Y especialmente misterioso es el sentido de la luz en estas jornadas, sobre todo en la víspera de Todos los Santos: la noche mágica por excelencia para vivos y muertos, en la que cobra una especial relevancia un rito ancestral como el de encender una vela.
Volvemos de nuevo al mítico Samhain celta que celebraba el cambio de estación en una noche del 31 de octubre en la que la frontera entre el mundo de los vivos y de los muertos se difuminaba. Los espíritus de los antepasados volvían al hogar, donde eran recibidos y agasajados en la mesa común para que siguiesen protegiendo a la familia. En su honor también se encendían velas y hogueras que les ayudaban a encontrar de nuevo el camino de retorno al otro mundo. En su lado opuesto, más terrorífico, las llamas alejaban a los espíritus malos que pudiesen acercarse a la casa con peores intenciones.
De sobra es conocida la tradición de la linterna de Jack, el irlandés que por intentar burlar al diablo se vio condenado a vagar por el mundo, sólo ayudado por la luz que le aportaba una pequeña brasa encendida dentro de un vegetal, un nabo o remolacha en Europa y España, incluso en Castilla-La Mancha; una calabaza en la deriva americana de la historia.
Y desde el mundo celta, al mundo romano y a la posterior tradición cristiana, donde las velas se convirtieron en un elemento imprescindible no sólo en los enterramientos, de manera general, sino en la víspera de los santos respecto a los espíritus.

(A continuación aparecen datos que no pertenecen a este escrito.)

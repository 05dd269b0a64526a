//! Byte I/O capabilities
//!
//! The machine never touches stdin/stdout itself. Hosts install a
//! [`ByteReader`] and a [`ByteWriter`]; tests use [`ScriptedInput`] and
//! [`SharedOutput`].

use std::cell::RefCell;
use std::collections::VecDeque;
use std::io::{ErrorKind, Read, Write};
use std::rc::Rc;

/// Produces the next input byte, or `None` at end of input
pub trait ByteReader {
    fn read_byte(&mut self) -> Option<u8>;
}

/// Consumes output bytes
pub trait ByteWriter {
    fn write_byte(&mut self, byte: u8);

    /// Push buffered output to its destination. Called before every input.
    fn flush(&mut self) {}
}

/// Input tape consumed front to back
#[derive(Debug, Clone, Default)]
pub struct ScriptedInput {
    bytes: VecDeque<u8>,
}

impl ScriptedInput {
    pub fn new(bytes: impl Into<Vec<u8>>) -> Self {
        Self {
            bytes: bytes.into().into(),
        }
    }

    pub fn remaining(&self) -> usize {
        self.bytes.len()
    }
}

impl ByteReader for ScriptedInput {
    fn read_byte(&mut self) -> Option<u8> {
        self.bytes.pop_front()
    }
}

/// Output recorder whose clones share one buffer
#[derive(Debug, Clone, Default)]
pub struct SharedOutput {
    bytes: Rc<RefCell<Vec<u8>>>,
}

impl SharedOutput {
    pub fn new() -> Self {
        Self::default()
    }

    pub fn contents(&self) -> Vec<u8> {
        self.bytes.borrow().clone()
    }

    pub fn to_string_lossy(&self) -> String {
        String::from_utf8_lossy(&self.bytes.borrow()).into_owned()
    }

    pub fn take(&self) -> Vec<u8> {
        std::mem::take(&mut *self.bytes.borrow_mut())
    }
}

impl ByteWriter for SharedOutput {
    fn write_byte(&mut self, byte: u8) {
        self.bytes.borrow_mut().push(byte);
    }
}

/// Adapter over any `std::io::Read`
///
/// Read errors other than interruption end the input.
pub struct StreamReader<R> {
    inner: R,
    done: bool,
}

impl<R: Read> StreamReader<R> {
    pub fn new(inner: R) -> Self {
        Self { inner, done: false }
    }
}

impl<R: Read> ByteReader for StreamReader<R> {
    fn read_byte(&mut self) -> Option<u8> {
        if self.done {
            return None;
        }
        let mut buf = [0u8; 1];
        loop {
            match self.inner.read(&mut buf) {
                Ok(0) => break,
                Ok(_) => return Some(buf[0]),
                Err(e) if e.kind() == ErrorKind::Interrupted => continue,
                Err(e) => {
                    tracing::warn!("input error, treating as end of input: {}", e);
                    break;
                }
            }
        }
        self.done = true;
        None
    }
}

/// Adapter over any `std::io::Write`
///
/// After the first write error further output is dropped.
pub struct StreamWriter<W: Write> {
    inner: W,
    failed: bool,
}

impl<W: Write> StreamWriter<W> {
    pub fn new(inner: W) -> Self {
        Self {
            inner,
            failed: false,
        }
    }

    pub fn into_inner(self) -> W {
        self.inner
    }
}

impl<W: Write> ByteWriter for StreamWriter<W> {
    fn write_byte(&mut self, byte: u8) {
        if self.failed {
            return;
        }
        if let Err(e) = self.inner.write_all(&[byte]) {
            tracing::warn!("output error, discarding further output: {}", e);
            self.failed = true;
        }
    }

    fn flush(&mut self) {
        if self.failed {
            return;
        }
        if let Err(e) = self.inner.flush() {
            tracing::warn!("output flush failed: {}", e);
            self.failed = true;
        }
    }
}
//! Growable word segment
//!
//! Backing store for the program and for the heap. Capacity grows by
//! doubling, or to the exact target when doubling is not enough. Every
//! growth is fallible and leaves the segment untouched on failure.

use std::collections::TryReserveError;
use thiserror::Error;
use um32_spec::Word;

/// Capacity of a freshly created segment, in words
pub const DEFAULT_CAPACITY: usize = 4;

#[derive(Debug, Error, Clone, PartialEq, Eq)]
pub enum SegmentError {
    #[error("Cannot grow segment to {requested} words: {source}")]
    AllocationFailed {
        requested: usize,
        #[source]
        source: TryReserveError,
    },

    #[error("Segment length {requested} exceeds limit of {limit} words")]
    LimitExceeded { requested: usize, limit: usize },
}

pub type Result<T> = std::result::Result<T, SegmentError>;

/// Contiguous, owner-exclusive word array
///
/// `capacity` is tracked separately from the vector's own capacity so that
/// the growth rule is observable and deterministic.
#[derive(Debug, PartialEq, Eq)]
pub struct Segment {
    words: Vec<Word>,
    capacity: usize,
}

impl Segment {
    /// Create an empty segment with the default capacity
    pub fn new() -> Result<Self> {
        Self::with_capacity(DEFAULT_CAPACITY)
    }

    pub fn with_capacity(capacity: usize) -> Result<Self> {
        let mut words = Vec::new();
        words
            .try_reserve_exact(capacity)
            .map_err(|source| SegmentError::AllocationFailed { requested: capacity, source })?;
        Ok(Self { words, capacity })
    }

    /// Words in use
    #[inline]
    pub fn len(&self) -> usize {
        self.words.len()
    }

    #[inline]
    pub fn is_empty(&self) -> bool {
        self.words.is_empty()
    }

    /// Words allocated
    #[inline]
    pub fn capacity(&self) -> usize {
        self.capacity
    }

    /// Grow so that at least `target` words fit.
    ///
    /// New capacity is `max(capacity * 2, target)`.
    pub fn ensure_capacity(&mut self, target: usize) -> Result<()> {
        if self.capacity >= target {
            return Ok(());
        }
        let new_capacity = self.capacity.saturating_mul(2).max(target);
        self.words
            .try_reserve_exact(new_capacity - self.words.len())
            .map_err(|source| SegmentError::AllocationFailed { requested: new_capacity, source })?;
        self.capacity = new_capacity;
        Ok(())
    }

    /// Append `values`, growing as needed. Appends nothing on failure.
    pub fn add_range(&mut self, values: &[Word]) -> Result<()> {
        self.ensure_capacity(self.len() + values.len())?;
        self.words.extend_from_slice(values);
        Ok(())
    }

    pub fn push(&mut self, value: Word) -> Result<()> {
        self.add_range(std::slice::from_ref(&value))
    }

    /// Append `count` zero words. Appends nothing on failure.
    pub fn add_zeroed(&mut self, count: usize) -> Result<()> {
        let new_len = self.len() + count;
        self.ensure_capacity(new_len)?;
        self.words.resize(new_len, 0);
        Ok(())
    }

    /// Replace the whole contents with a copy of `values`.
    /// The segment is unchanged on failure.
    pub fn replace_with(&mut self, values: &[Word]) -> Result<()> {
        self.ensure_capacity(values.len())?;
        self.words.clear();
        self.words.extend_from_slice(values);
        Ok(())
    }

    #[inline]
    pub fn get(&self, index: usize) -> Option<Word> {
        self.words.get(index).copied()
    }

    #[inline]
    pub fn get_mut(&mut self, index: usize) -> Option<&mut Word> {
        self.words.get_mut(index)
    }

    #[inline]
    pub fn as_slice(&self) -> &[Word] {
        &self.words
    }

    #[inline]
    pub fn as_mut_slice(&mut self) -> &mut [Word] {
        &mut self.words
    }

    /// Release the backing storage. Safe to call more than once.
    pub fn release(&mut self) {
        self.words = Vec::new();
        self.capacity = 0;
    }
}

impl std::ops::Index<usize> for Segment {
    type Output = Word;

    fn index(&self, index: usize) -> &Word {
        &self.words[index]
    }
}

impl std::ops::IndexMut<usize> for Segment {
    fn index_mut(&mut self, index: usize) -> &mut Word {
        &mut self.words[index]
    }
}
pub mod esp32c3;
pub use esp32c3::Esp32c3;

/// Flash layout defaults of a target microcontroller.
pub trait Chip {
    fn app_offset(&self) -> u32;
    fn erased_byte(&self) -> u8;
}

Perdura en la memoria del siglo XX la idea de que, la noche del día 31 de octubre, las almas vuelven para visitar a sus seres queridos y se mantiene al mismo tiempo el convencimiento de que al fallecer una persona no moría del todo y que había que ayudarle a encontrar el itinerario hacia el cielo. Ante el riesgo de que se perdiesen en la oscuridad de la noche o no pudiesen regresar, las velas colocadas en las casas, junto al hogar de la cocina, sobre la cómoda de la abuela, en las ventanas, o incluso sobre la propia lápida en el cementerio, les indicaba el camino. Velas humildes en muchos casos, como aquellas antiguas lamparillas “mariposas” formadas por una sencilla mecha anclada en corchos y cartones redondeados donde en muchas ocasiones se adivinaba el dibujo de un antiguo naipe y que nadaban en agua y aceite sobre un plato.

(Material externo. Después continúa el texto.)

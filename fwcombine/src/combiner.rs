use crate::{
    chip::Chip,
    fs::{read_image, AtomicFile},
    image::CombinedImage,
    segment::RomSegment,
    Error,
};
use sha2::{Digest, Sha256};
use std::path::{Path, PathBuf};

/// Writes a bootloader and an application into one flash image.
#[derive(Debug, Clone, Copy, PartialEq, Eq)]
pub struct Combiner {
    base_offset: u32,
    fill_byte: u8,
}

impl Combiner {
    pub fn new(base_offset: u32, fill_byte: u8) -> Self {
        Combiner {
            base_offset,
            fill_byte,
        }
    }

    /// Uses the application offset and erased byte of `chip`.
    pub fn for_chip(chip: &dyn Chip) -> Self {
        Self::new(chip.app_offset(), chip.erased_byte())
    }

    pub fn base_offset(&self) -> u32 {
        self.base_offset
    }

    pub fn fill_byte(&self) -> u8 {
        self.fill_byte
    }

    /// Combines the images at `bootloader` and `main` into `output` and returns
    /// the output path.
    ///
    /// Both inputs are read and the layout is checked before anything touches
    /// the destination. The output only appears once it is complete, so a
    /// failed run keeps whatever file was there before.
    pub fn combine(
        &self,
        bootloader: impl AsRef<Path>,
        main: impl AsRef<Path>,
        output: impl AsRef<Path>,
    ) -> Result<PathBuf, Error> {
        let (bootloader, main, output) = (bootloader.as_ref(), main.as_ref(), output.as_ref());

        let bootloader_data = read_image(bootloader)?;
        log::debug!(
            "Bootloader {} size: {:#x} sha256: {}",
            bootloader.display(),
            bootloader_data.len(),
            hex::encode(Sha256::digest(&bootloader_data))
        );
        let main_data = read_image(main)?;
        log::debug!(
            "Application {} size: {:#x} sha256: {}",
            main.display(),
            main_data.len(),
            hex::encode(Sha256::digest(&main_data))
        );

        let image = CombinedImage::new(
            RomSegment::from_vec(0, bootloader_data),
            RomSegment::from_vec(self.base_offset, main_data),
            self.fill_byte,
        )?;
        log::info!(
            "Bootloader at 0x0, {:#x} bytes of {:#04x} padding, application at {:#x}, image size: {:#x}",
            image.padding_len(),
            image.fill_byte(),
            image.base_offset(),
            image.size()
        );

        let mut file = AtomicFile::create(output)?;
        let written = image.write_to(&mut file).map_err(|source| Error::WriteImage {
            path: file.path().to_path_buf(),
            source,
        })?;
        let output = file.commit()?;

        log::info!(
            "Wrote {} size: {:#x} sha256: {}",
            output.display(),
            written.len,
            hex::encode(written.sha256)
        );

        Ok(output)
    }
}

#[cfg(test)]
mod tests {
    use super::*;
    use crate::chip::{esp32c3, Esp32c3};
    use assert_matches::assert_matches;
    use std::fs;

    #[test]
    fn esp32c3_defaults() {
        let combiner = Combiner::for_chip(&Esp32c3);
        assert_eq!(combiner.base_offset(), 0x10000);
        assert_eq!(combiner.fill_byte(), 0xFF);
        assert_eq!(combiner, Combiner::new(esp32c3::APP_OFFSET, esp32c3::ERASED_BYTE));
    }

    #[test]
    fn combine_files() {
        let dir = tempfile::tempdir().unwrap();
        let bootloader = dir.path().join("bootloader.bin");
        let main = dir.path().join("main.bin");
        fs::write(&bootloader, [0xAAu8; 10]).unwrap();
        fs::write(&main, [0xBBu8; 5]).unwrap();
        let output = dir.path().join("combined/firmware.bin");

        let result = Combiner::new(20, 0xFF)
            .combine(&bootloader, &main, &output)
            .unwrap();
        assert_eq!(result, output);

        let data = fs::read(&output).unwrap();
        assert_eq!(data.len(), 25);
        assert_eq!(&data[..10], &[0xAA; 10][..]);
        assert_eq!(&data[10..20], &[0xFF; 10][..]);
        assert_eq!(&data[20..], &[0xBB; 5][..]);
    }

    #[test]
    fn missing_main_creates_no_output() {
        let dir = tempfile::tempdir().unwrap();
        let bootloader = dir.path().join("bootloader.bin");
        fs::write(&bootloader, [0xAAu8; 10]).unwrap();
        let output = dir.path().join("out/firmware.bin");

        let err = Combiner::new(20, 0xFF)
            .combine(&bootloader, dir.path().join("main.bin"), &output)
            .unwrap_err();
        assert_matches!(err, Error::ReadImage { .. });
        assert_eq!(err.io_kind(), Some(std::io::ErrorKind::NotFound));
        assert!(!output.parent().unwrap().exists());
    }
}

También está latente la imagen más macabra de almas atormentadas de espíritus no tan bondadosos a las que hay que alejar. Es ya muy complicado recordar las historias de los abuelos, esos cuentos al amor de la lumbre que hablaban de aparecidos para asustar a los más crédulos, destacando entre todas un mito muy castellanomanchego: el de la “estantigua”, la procesión de fantasmas o almas en pena que recorrían las calles aterrorizando a los vecinos durante esta época del año.

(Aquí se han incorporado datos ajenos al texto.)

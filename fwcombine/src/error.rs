use std::{io, path::PathBuf};
use thiserror::Error;

#[derive(Error, Debug)]
#[non_exhaustive]
pub enum Error {
    #[error("failed to read image {}", path.display())]
    ReadImage {
        path: PathBuf,
        #[source]
        source: io::Error,
    },
    #[error("failed to create output directory {}", path.display())]
    CreateDir {
        path: PathBuf,
        #[source]
        source: io::Error,
    },
    #[error("failed to write combined image {}", path.display())]
    WriteImage {
        path: PathBuf,
        #[source]
        source: io::Error,
    },
    #[error("failed to move combined image into place at {}", path.display())]
    Persist {
        path: PathBuf,
        #[source]
        source: io::Error,
    },
    #[error("bootloader is {size:#x} bytes, larger than the application offset {base_offset:#x}")]
    BootloaderTooLarge { size: usize, base_offset: u32 },
    #[error("application of {size:#x} bytes at {base_offset:#x} exceeds the 32-bit address space")]
    ImageTooLarge { base_offset: u32, size: usize },
    #[error("failed to read config file {}", path.display())]
    ReadConfig {
        path: PathBuf,
        #[source]
        source: io::Error,
    },
    #[error("invalid config file {}", path.display())]
    Config {
        path: PathBuf,
        #[source]
        source: toml::de::Error,
    },
    #[error("no {0} path given, pass it on the command line or in the config file")]
    MissingSetting(&'static str),
}

impl Error {
    /// Kind of the underlying I/O failure, if this error came from the filesystem.
    pub fn io_kind(&self) -> Option<io::ErrorKind> {
        match self {
            Error::ReadImage { source, .. }
            | Error::CreateDir { source, .. }
            | Error::WriteImage { source, .. }
            | Error::Persist { source, .. }
            | Error::ReadConfig { source, .. } => Some(source.kind()),
            _ => None,
        }
    }
}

Para unos y otros, las casas de toda España, entre ellas las de Membrilla, se llenaban la noche del 31 de octubre de velas. Una tradición que aún perdura pero que camina hacia el olvido y en la que, lamentablemente, no se está implicando a las nuevas generaciones. La noche del terror, del Halloween más radical, o incluso del Holywins forzado, está silenciando ritos ancestrales extraordinariamente bellos que nos tocan en lo más hondo, que nos pertenecen.
Qué sentimiento tan íntimo y personal, tan sencillo, encender una vela la noche del 31 de octubre, víspera de Todos los Santos, para mostrar el camino a los que se nos fueron y en familia o entre amigos, y sobre todo con los niños, recordar con cariño a los nuestros.